» Task item:
Go to the line in the entries below that holds "pub trait ResultSet: Send" and repeat exactly from there through the line that holds "fn values(&self) -> Result<Vec<Value>>;", inclusive.

Stored items:
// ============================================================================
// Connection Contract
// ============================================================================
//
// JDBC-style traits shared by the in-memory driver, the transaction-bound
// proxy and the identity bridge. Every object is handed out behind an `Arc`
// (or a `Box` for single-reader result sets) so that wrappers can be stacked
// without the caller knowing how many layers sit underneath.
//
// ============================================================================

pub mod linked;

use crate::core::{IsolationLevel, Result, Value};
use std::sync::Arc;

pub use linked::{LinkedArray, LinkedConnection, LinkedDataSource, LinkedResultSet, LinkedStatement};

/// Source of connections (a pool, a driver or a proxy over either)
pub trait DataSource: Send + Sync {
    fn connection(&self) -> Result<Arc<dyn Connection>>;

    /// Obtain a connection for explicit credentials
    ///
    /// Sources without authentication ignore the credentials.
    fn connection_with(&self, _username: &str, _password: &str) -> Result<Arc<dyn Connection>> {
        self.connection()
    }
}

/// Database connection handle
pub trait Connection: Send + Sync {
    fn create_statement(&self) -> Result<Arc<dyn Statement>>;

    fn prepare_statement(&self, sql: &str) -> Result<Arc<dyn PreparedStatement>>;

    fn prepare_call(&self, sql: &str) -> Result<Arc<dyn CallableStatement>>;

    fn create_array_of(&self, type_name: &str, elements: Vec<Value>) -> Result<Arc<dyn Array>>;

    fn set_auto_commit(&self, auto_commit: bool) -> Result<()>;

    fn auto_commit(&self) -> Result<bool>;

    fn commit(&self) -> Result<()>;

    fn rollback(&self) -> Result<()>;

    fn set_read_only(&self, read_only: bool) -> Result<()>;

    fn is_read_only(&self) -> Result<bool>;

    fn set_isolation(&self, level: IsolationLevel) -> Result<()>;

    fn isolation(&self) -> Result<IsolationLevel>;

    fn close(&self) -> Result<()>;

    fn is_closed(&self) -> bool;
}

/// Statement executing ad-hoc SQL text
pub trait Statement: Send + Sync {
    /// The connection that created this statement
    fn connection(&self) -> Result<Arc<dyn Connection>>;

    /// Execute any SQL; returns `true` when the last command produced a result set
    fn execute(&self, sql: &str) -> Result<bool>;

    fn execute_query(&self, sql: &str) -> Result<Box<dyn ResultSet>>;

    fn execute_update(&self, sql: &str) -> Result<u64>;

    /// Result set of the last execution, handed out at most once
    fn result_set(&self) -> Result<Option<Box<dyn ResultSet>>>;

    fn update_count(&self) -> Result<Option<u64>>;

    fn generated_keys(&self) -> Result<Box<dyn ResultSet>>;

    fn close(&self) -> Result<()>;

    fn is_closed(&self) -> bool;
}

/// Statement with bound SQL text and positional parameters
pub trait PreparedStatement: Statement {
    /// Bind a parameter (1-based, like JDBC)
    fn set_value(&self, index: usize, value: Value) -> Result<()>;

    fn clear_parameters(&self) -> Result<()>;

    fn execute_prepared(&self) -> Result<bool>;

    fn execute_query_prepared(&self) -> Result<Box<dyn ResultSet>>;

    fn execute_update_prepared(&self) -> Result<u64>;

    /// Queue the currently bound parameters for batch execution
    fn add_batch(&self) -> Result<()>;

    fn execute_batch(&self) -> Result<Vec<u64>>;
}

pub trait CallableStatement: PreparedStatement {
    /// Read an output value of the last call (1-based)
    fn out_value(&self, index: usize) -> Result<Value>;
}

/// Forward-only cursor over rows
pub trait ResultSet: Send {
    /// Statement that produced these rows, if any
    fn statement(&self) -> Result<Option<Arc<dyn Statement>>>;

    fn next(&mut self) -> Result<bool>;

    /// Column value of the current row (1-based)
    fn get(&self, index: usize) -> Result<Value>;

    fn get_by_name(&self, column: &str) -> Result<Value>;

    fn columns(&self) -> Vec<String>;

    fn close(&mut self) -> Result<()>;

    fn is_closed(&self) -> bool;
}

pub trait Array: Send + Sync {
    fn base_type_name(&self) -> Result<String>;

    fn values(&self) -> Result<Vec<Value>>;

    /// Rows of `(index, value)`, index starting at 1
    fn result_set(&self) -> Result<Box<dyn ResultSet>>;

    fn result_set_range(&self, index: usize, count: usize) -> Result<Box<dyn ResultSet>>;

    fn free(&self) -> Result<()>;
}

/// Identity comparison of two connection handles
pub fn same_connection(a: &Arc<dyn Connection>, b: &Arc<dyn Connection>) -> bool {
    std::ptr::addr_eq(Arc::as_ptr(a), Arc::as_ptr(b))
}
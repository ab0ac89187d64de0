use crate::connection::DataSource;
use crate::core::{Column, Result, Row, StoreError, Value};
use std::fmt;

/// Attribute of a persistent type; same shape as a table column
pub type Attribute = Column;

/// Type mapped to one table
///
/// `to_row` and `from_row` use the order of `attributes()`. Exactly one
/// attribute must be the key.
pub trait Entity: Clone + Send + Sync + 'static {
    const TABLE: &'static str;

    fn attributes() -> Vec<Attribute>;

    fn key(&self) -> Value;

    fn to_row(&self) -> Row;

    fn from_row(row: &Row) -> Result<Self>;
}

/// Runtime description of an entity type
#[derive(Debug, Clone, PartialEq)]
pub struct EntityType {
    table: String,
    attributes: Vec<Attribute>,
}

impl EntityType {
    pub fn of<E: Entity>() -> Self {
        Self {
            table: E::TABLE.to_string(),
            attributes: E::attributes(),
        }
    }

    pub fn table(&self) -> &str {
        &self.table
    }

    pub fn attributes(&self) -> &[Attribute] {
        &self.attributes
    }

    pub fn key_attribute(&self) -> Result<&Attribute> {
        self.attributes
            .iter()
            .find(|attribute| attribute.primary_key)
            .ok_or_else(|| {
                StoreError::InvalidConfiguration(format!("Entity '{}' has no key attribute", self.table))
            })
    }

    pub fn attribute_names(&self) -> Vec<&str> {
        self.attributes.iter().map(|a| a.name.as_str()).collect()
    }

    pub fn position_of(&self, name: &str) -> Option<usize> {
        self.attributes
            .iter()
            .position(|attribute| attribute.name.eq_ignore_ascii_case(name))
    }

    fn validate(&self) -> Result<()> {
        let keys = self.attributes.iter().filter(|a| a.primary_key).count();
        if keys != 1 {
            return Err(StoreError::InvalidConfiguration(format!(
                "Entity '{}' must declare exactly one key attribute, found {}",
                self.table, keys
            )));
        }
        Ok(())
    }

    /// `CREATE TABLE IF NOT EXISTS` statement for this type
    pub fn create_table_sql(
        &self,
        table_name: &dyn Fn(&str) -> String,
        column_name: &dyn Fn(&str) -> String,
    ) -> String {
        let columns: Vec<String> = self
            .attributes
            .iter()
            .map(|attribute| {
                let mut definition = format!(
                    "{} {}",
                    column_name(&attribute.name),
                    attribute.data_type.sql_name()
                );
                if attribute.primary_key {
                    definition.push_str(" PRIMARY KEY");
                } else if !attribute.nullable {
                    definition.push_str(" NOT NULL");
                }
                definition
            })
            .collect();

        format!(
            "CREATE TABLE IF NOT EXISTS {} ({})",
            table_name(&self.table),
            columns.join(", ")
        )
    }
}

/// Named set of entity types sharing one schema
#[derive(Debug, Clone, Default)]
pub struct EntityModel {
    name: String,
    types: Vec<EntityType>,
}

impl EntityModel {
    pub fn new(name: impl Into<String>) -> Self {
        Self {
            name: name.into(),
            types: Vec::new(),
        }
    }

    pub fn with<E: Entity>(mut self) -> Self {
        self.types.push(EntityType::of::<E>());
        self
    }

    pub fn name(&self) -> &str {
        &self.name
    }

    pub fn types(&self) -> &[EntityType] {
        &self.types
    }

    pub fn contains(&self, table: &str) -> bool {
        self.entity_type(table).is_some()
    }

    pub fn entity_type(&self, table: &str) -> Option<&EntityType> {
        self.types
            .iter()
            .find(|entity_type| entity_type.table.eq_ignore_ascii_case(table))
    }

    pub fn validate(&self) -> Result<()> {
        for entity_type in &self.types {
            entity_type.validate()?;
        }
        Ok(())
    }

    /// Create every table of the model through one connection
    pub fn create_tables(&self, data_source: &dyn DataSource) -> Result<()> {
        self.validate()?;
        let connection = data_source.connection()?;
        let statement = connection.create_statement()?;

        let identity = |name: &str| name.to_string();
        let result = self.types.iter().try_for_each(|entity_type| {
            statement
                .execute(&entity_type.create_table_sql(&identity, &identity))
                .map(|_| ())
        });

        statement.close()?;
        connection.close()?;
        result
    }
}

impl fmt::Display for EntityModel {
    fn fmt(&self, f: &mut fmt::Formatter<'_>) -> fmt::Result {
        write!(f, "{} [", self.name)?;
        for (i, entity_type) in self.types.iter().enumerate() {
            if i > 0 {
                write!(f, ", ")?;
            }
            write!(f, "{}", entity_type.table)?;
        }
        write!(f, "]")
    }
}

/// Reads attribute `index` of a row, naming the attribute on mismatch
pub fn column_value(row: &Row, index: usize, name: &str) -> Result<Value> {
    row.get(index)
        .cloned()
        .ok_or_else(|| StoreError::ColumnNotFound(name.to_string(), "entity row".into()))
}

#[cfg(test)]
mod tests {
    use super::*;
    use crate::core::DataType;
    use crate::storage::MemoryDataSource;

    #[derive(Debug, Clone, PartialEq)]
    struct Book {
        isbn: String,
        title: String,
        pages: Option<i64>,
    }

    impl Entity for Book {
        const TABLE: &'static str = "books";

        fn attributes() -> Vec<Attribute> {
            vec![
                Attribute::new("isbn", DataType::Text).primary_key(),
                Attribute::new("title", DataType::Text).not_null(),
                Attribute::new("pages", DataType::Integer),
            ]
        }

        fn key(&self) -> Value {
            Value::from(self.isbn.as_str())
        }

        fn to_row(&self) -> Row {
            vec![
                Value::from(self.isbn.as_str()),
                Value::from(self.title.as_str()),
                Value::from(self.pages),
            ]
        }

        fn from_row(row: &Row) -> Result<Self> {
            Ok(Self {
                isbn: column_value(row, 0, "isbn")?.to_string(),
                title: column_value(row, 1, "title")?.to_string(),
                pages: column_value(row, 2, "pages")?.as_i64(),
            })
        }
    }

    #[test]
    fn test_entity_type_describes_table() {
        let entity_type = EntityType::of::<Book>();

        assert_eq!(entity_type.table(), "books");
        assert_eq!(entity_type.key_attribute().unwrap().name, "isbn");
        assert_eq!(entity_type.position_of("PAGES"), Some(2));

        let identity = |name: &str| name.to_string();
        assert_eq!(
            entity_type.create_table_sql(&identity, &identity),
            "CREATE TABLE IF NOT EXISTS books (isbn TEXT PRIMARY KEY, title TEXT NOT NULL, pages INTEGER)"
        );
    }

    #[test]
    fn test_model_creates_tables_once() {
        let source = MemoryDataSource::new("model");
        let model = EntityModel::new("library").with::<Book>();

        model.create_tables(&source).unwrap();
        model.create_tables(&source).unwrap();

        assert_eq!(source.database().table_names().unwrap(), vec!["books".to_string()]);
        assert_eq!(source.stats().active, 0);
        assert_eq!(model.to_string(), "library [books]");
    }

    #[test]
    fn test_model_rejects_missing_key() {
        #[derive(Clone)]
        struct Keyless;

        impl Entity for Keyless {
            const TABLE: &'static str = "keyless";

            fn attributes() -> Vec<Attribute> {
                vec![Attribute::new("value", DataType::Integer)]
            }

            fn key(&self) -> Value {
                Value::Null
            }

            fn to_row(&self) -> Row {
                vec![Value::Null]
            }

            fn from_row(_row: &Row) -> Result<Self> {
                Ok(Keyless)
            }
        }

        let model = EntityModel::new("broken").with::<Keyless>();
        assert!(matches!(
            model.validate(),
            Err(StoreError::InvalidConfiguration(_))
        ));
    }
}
...
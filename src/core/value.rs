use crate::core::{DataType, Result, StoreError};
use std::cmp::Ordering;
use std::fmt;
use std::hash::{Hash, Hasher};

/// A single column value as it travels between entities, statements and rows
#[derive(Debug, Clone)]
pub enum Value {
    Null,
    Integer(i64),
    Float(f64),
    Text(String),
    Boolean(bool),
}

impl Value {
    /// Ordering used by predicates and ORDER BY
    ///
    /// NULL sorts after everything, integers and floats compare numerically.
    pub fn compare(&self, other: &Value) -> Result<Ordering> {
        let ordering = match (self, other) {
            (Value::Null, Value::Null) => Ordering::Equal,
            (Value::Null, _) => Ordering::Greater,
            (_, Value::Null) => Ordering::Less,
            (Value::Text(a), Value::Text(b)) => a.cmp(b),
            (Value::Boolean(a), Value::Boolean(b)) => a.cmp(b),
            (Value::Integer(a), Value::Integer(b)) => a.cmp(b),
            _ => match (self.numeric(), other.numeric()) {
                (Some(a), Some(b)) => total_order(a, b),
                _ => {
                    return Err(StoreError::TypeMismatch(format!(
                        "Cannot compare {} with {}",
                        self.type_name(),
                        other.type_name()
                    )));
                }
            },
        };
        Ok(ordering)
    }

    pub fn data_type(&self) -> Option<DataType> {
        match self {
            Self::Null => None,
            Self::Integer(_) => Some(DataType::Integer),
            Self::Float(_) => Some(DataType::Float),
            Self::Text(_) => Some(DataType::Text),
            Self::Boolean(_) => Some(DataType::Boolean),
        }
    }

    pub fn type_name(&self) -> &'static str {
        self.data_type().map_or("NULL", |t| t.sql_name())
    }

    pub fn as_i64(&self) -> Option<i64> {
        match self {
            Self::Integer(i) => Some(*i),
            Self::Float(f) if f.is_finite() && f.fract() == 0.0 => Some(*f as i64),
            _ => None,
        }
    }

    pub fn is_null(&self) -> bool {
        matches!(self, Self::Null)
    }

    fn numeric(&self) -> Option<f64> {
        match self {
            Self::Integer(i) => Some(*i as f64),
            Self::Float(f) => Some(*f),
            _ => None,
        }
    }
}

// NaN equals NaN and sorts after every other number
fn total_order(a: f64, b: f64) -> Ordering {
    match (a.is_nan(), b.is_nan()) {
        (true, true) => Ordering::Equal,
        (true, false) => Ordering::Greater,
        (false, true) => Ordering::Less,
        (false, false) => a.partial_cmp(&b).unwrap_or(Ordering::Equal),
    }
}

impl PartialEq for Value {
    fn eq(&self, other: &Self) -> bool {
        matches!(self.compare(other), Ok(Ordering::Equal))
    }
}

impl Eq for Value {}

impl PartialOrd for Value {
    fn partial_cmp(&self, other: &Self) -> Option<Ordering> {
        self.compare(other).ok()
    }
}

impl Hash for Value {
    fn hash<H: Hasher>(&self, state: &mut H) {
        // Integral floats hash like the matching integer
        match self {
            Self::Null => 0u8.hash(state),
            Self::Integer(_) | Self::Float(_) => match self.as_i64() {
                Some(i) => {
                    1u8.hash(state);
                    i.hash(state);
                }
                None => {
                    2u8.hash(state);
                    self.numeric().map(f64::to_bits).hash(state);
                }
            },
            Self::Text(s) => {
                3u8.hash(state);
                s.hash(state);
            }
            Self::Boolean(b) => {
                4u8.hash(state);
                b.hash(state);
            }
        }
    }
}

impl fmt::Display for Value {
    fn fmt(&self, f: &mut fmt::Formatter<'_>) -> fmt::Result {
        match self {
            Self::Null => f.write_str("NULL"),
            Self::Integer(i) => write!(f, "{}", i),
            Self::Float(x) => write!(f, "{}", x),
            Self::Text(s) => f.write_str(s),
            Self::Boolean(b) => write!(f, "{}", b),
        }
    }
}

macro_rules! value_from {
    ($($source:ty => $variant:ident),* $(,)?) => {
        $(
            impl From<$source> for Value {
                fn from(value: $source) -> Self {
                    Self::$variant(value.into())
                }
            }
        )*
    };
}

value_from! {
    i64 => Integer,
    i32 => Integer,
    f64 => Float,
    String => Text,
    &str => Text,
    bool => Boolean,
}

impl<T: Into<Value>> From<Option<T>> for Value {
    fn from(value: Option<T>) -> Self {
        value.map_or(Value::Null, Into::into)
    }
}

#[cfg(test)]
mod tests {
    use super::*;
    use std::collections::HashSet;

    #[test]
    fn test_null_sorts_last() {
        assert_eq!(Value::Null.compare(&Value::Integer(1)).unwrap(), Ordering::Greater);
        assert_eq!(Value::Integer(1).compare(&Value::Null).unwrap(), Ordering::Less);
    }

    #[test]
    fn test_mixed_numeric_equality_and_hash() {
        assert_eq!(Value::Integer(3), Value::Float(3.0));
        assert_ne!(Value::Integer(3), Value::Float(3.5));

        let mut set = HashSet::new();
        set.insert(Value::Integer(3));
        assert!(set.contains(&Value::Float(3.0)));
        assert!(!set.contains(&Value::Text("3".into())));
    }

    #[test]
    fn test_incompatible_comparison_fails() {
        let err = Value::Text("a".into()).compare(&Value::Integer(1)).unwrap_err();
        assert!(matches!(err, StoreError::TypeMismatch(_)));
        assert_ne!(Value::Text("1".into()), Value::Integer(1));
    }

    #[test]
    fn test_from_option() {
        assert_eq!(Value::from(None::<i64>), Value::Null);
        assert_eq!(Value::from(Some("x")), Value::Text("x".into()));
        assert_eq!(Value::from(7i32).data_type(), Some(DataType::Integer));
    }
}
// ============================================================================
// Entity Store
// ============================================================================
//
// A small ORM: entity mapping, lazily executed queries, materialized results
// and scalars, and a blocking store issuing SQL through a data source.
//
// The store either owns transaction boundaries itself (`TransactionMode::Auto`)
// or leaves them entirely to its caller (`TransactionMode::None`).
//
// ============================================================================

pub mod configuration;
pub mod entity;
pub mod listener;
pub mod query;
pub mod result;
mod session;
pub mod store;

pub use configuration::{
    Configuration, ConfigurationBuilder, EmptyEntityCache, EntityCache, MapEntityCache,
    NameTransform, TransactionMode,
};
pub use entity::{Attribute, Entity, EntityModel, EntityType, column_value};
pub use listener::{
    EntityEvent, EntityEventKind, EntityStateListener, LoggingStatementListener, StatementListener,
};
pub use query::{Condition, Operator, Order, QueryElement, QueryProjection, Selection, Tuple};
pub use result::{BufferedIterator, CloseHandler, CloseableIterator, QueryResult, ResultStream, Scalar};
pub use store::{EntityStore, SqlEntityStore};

» Task result:
pub trait ResultSet: Send {
    /// Statement that produced these rows, if any
    fn statement(&self) -> Result<Option<Arc<dyn Statement>>>;

    fn next(&mut self) -> Result<bool>;

    /// Column value of the current row (1-based)
    fn get(&self, index: usize) -> Result<Value>;

    fn get_by_name(&self, column: &str) -> Result<Value>;

    fn columns(&self) -> Vec<String>;

    fn close(&mut self) -> Result<()>;

    fn is_closed(&self) -> bool;
}

pub trait Array: Send + Sync {
    fn base_type_name(&self) -> Result<String>;

    fn values(&self) -> Result<Vec<Value>>;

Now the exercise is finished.